Standing out from this excellent ensemble is of course Brian Cox as Lecktor. Though there is some merit to Anthony Hopkin’s unfortunately more renowned portrayal of the same character, his is undeniably a caricature of a serial killer and, therefore, not realistic at all. By definition, a serial killer must appear to be a very normal person – that’s how he manages to kill a ‘series’ of people as opposed to just one and then being caught! The problem with Hopkin’s “Lecter” is that he is quite clearly not fully there in the head and so even the rawest recruit from the FBI down to the Cub Scouts would be able to pick him out as the killer. Cox gives us something entirely different to Hopkin’s more cartoon-like performance. His Lecktor is smart, charming, and beneath the surface empty, devoid of sentiment and compassion. It’s to the actor’s and Mann’s credit that by the time his three scenes are done with, we have an implicit feeling as to what may be driving this Lecktor as well as an uncomfortable liking for him.
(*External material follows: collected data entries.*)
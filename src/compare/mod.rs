//! Compare module - Compare two audit runs
//!
//! This module compares a base [`AuditRun`] with a newer head run and produces
//! a [`CompareReport`] listing rule status changes per repository, repositories
//! that appeared or disappeared, and per-rule success count changes.

use serde::{Deserialize, Serialize};
use std::collections::{BTreeMap, HashSet};

use crate::audit::AuditRun;
use crate::rules::RuleStatus;

/// A rule whose status changed for one repository
#[derive(Debug, Clone, PartialEq, Eq, Serialize, Deserialize)]
pub struct StatusChange {
    pub repository: String,
    pub rule: String,
    pub before: RuleStatus,
    pub after: RuleStatus,
}

impl StatusChange {
    /// A success that turned into a failure or an error
    pub fn is_regression(&self) -> bool {
        self.before == RuleStatus::Success
            && matches!(self.after, RuleStatus::Failure | RuleStatus::Error)
    }

    /// A failure or error that turned into a success
    pub fn is_fix(&self) -> bool {
        self.after == RuleStatus::Success
            && matches!(self.before, RuleStatus::Failure | RuleStatus::Error)
    }
}

/// Success counts for one rule in both runs
#[derive(Debug, Clone, PartialEq, Eq, Serialize, Deserialize)]
pub struct RuleDiff {
    pub rule: String,
    pub base_success: usize,
    pub head_success: usize,
    /// head - base, negative means fewer repositories pass
    pub diff: i64,
}

/// The result of comparing two audit runs
#[derive(Debug, Clone, Serialize, Deserialize)]
pub struct CompareReport {
    pub base_ref: String,
    pub head_ref: String,
    /// Whether both runs were produced by the same rule definitions
    pub same_rules: bool,
    /// Repositories only present in the head run, in head order
    pub added_repositories: Vec<String>,
    /// Repositories only present in the base run, in base order
    pub removed_repositories: Vec<String>,
    /// Status changes for repositories present in both runs
    pub changes: Vec<StatusChange>,
    pub rule_diffs: Vec<RuleDiff>,
}

impl CompareReport {
    pub fn regressions(&self) -> impl Iterator<Item = &StatusChange> {
        self.changes.iter().filter(|c| c.is_regression())
    }

    pub fn fixes(&self) -> impl Iterator<Item = &StatusChange> {
        self.changes.iter().filter(|c| c.is_fix())
    }

    pub fn has_regressions(&self) -> bool {
        self.regressions().next().is_some()
    }
}

fn success_counts(run: &AuditRun) -> BTreeMap<String, usize> {
    let mut counts = BTreeMap::new();
    for (_, results) in run.iter() {
        for result in &results.rules {
            let count = counts.entry(result.name.clone()).or_insert(0);
            if result.status == RuleStatus::Success {
                *count += 1;
            }
        }
    }
    counts
}

/// Compare two runs. Repositories are matched by identity and rules by name.
pub fn compare_runs(
    base: &AuditRun,
    head: &AuditRun,
    base_ref: &str,
    head_ref: &str,
) -> CompareReport {
    let base_ids: HashSet<&str> = base.index().iter().map(String::as_str).collect();
    let head_ids: HashSet<&str> = head.index().iter().map(String::as_str).collect();

    let added_repositories = head
        .index()
        .iter()
        .filter(|id| !base_ids.contains(id.as_str()))
        .cloned()
        .collect();
    let removed_repositories = base
        .index()
        .iter()
        .filter(|id| !head_ids.contains(id.as_str()))
        .cloned()
        .collect();

    let mut changes = Vec::new();
    for id in head.index() {
        let (Some(before), Some(after)) = (base.results_for(id), head.results_for(id)) else {
            continue;
        };
        for result in &after.rules {
            if let Some(previous) = before.get(&result.name) {
                if previous.status != result.status {
                    changes.push(StatusChange {
                        repository: id.clone(),
                        rule: result.name.clone(),
                        before: previous.status,
                        after: result.status,
                    });
                }
            }
        }
    }

    let base_counts = success_counts(base);
    let head_counts = success_counts(head);
    let rules: std::collections::BTreeSet<&String> =
        base_counts.keys().chain(head_counts.keys()).collect();
    let rule_diffs = rules
        .into_iter()
        .map(|rule| {
            let base_success = base_counts.get(rule).copied().unwrap_or(0);
            let head_success = head_counts.get(rule).copied().unwrap_or(0);
            RuleDiff {
                rule: rule.clone(),
                base_success,
                head_success,
                diff: head_success as i64 - base_success as i64,
            }
        })
        .collect();

    CompareReport {
        base_ref: base_ref.to_string(),
        head_ref: head_ref.to_string(),
        same_rules: base.rules_digest() == head.rules_digest(),
        added_repositories,
        removed_repositories,
        changes,
        rule_diffs,
    }
}

/// Format a compare report for the terminal
pub fn format_terminal(report: &CompareReport) -> String {
    use colored::Colorize;

    let mut output = format!(
        "\n{} {} {} {}\n",
        "Comparing".bold(),
        report.base_ref.cyan(),
        "->".dimmed(),
        report.head_ref.cyan()
    );

    if !report.same_rules {
        output.push_str(&format!(
            "{}\n",
            "Note: the runs were produced by different rule sets".yellow()
        ));
    }

    output.push_str(&format!("\n{}\n", "━".repeat(50).dimmed()));

    let regressions: Vec<_> = report.regressions().collect();
    output.push_str(&format!(
        "{} ({})\n",
        "Regressions".red().bold(),
        regressions.len()
    ));
    for change in &regressions {
        output.push_str(&format!(
            "  {} {} [{}] {} -> {}\n",
            "-".red(),
            change.repository,
            change.rule.cyan(),
            change.before,
            change.after
        ));
    }

    let fixes: Vec<_> = report.fixes().collect();
    output.push_str(&format!("{} ({})\n", "Fixed".green().bold(), fixes.len()));
    for change in &fixes {
        output.push_str(&format!(
            "  {} {} [{}] {} -> {}\n",
            "+".green(),
            change.repository,
            change.rule.cyan(),
            change.before,
            change.after
        ));
    }

    if !report.added_repositories.is_empty() || !report.removed_repositories.is_empty() {
        output.push_str(&format!("\n{}\n", "Repositories".bold()));
        for id in &report.added_repositories {
            output.push_str(&format!("  {} {}\n", "+".green(), id));
        }
        for id in &report.removed_repositories {
            output.push_str(&format!("  {} {}\n", "-".red(), id));
        }
    }

    if !report.rule_diffs.is_empty() {
        output.push_str(&format!("\n{}\n", "Passing repositories per rule".bold()));
        for diff in &report.rule_diffs {
            let delta = match diff.diff {
                d if d > 0 => format!("+{}", d).green().to_string(),
                d if d < 0 => d.to_string().red().to_string(),
                _ => "0".dimmed().to_string(),
            };
            output.push_str(&format!(
                "  {:<30} {:>6} -> {:<6} ({})\n",
                diff.rule, diff.base_success, diff.head_success, delta
            ));
        }
    }

    output
}

/// Format a compare report as JSON
pub fn format_json(report: &CompareReport) -> Result<String, serde_json::Error> {
    serde_json::to_string_pretty(report)
}

/// Format a compare report as Markdown
pub fn format_markdown(report: &CompareReport) -> String {
    let mut output = format!(
        "# Audit comparison\n\n**Base:** {}  \n**Head:** {}\n\n",
        report.base_ref, report.head_ref
    );

    if !report.same_rules {
        output.push_str("> The runs were produced by different rule sets.\n\n");
    }

    output.push_str("## Status changes\n\n");
    if report.changes.is_empty() {
        output.push_str("No status changes.\n\n");
    } else {
        output.push_str("| Repository | Rule | Before | After |\n|---|---|---|---|\n");
        for change in &report.changes {
            output.push_str(&format!(
                "| {} | {} | {} | {} |\n",
                change.repository, change.rule, change.before, change.after
            ));
        }
        output.push('\n');
    }

    output.push_str("## Rules\n\n| Rule | Base | Head | Diff |\n|---|---|---|---|\n");
    for diff in &report.rule_diffs {
        output.push_str(&format!(
            "| {} | {} | {} | {:+} |\n",
            diff.rule, diff.base_success, diff.head_success, diff.diff
        ));
    }

    output
}
//! Glob patterns for `match` and `exclude`
//!
//! One dialect applies everywhere: shell-style globs compiled with `globset`.
//!
//! - matching is case-sensitive and anchored to the whole value
//! - `*` matches any run of characters, including `/`
//! - `?` matches one character, `[...]` a character class
//! - `{a,b}` matches either alternative
//! - `\` escapes the next character

use globset::{GlobBuilder, GlobMatcher};

/// A compiled glob pattern that remembers its source text
#[derive(Debug, Clone)]
pub struct Pattern {
    source: String,
    matcher: GlobMatcher,
}

impl Pattern {
    /// Compile a glob pattern
    pub fn new(source: &str) -> Result<Self, globset::Error> {
        let glob = GlobBuilder::new(source)
            .literal_separator(false)
            .backslash_escape(true)
            .build()?;

        Ok(Self {
            source: source.to_string(),
            matcher: glob.compile_matcher(),
        })
    }

    /// The pattern as written in the rule file
    pub fn as_str(&self) -> &str {
        &self.source
    }

    /// Check whether the pattern matches the whole value
    pub fn is_match(&self, value: &str) -> bool {
        self.matcher.is_match(value)
    }
}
Above everything else, however, Manhunter is a testament to the artistry of Michael Mann in his pomp. Three sequences in particular demonstrate this with striking clarity: 1) the ‘walk-through’ of the tooth-fairy’s letter through the forensic process: not a quick, flashy cut in sight. Instead we have a patient almost soothing series of scenes which convey exactly what the different forensic specialists do (and there is not one indication that Jimmy Price and co. carry a gun, let alone go tracking down the killers themselves!). 2) Graham’s visit with Lecktor: a dream-like sequence wherein, through Mann’s sublime framing, staging, contrast, and composition (as well as the two actors’ abundant craft), the two play the best game of mental chess we’ve seen on film. 3) Dollarhyde encountering and falling in love with Reba (played by Joan Allen): Michael Mann at his best shows how the fantasy-driven psychosis of a serial killer can be shattered to a point that the real person beneath is briefly exposed. File under “masterclass”.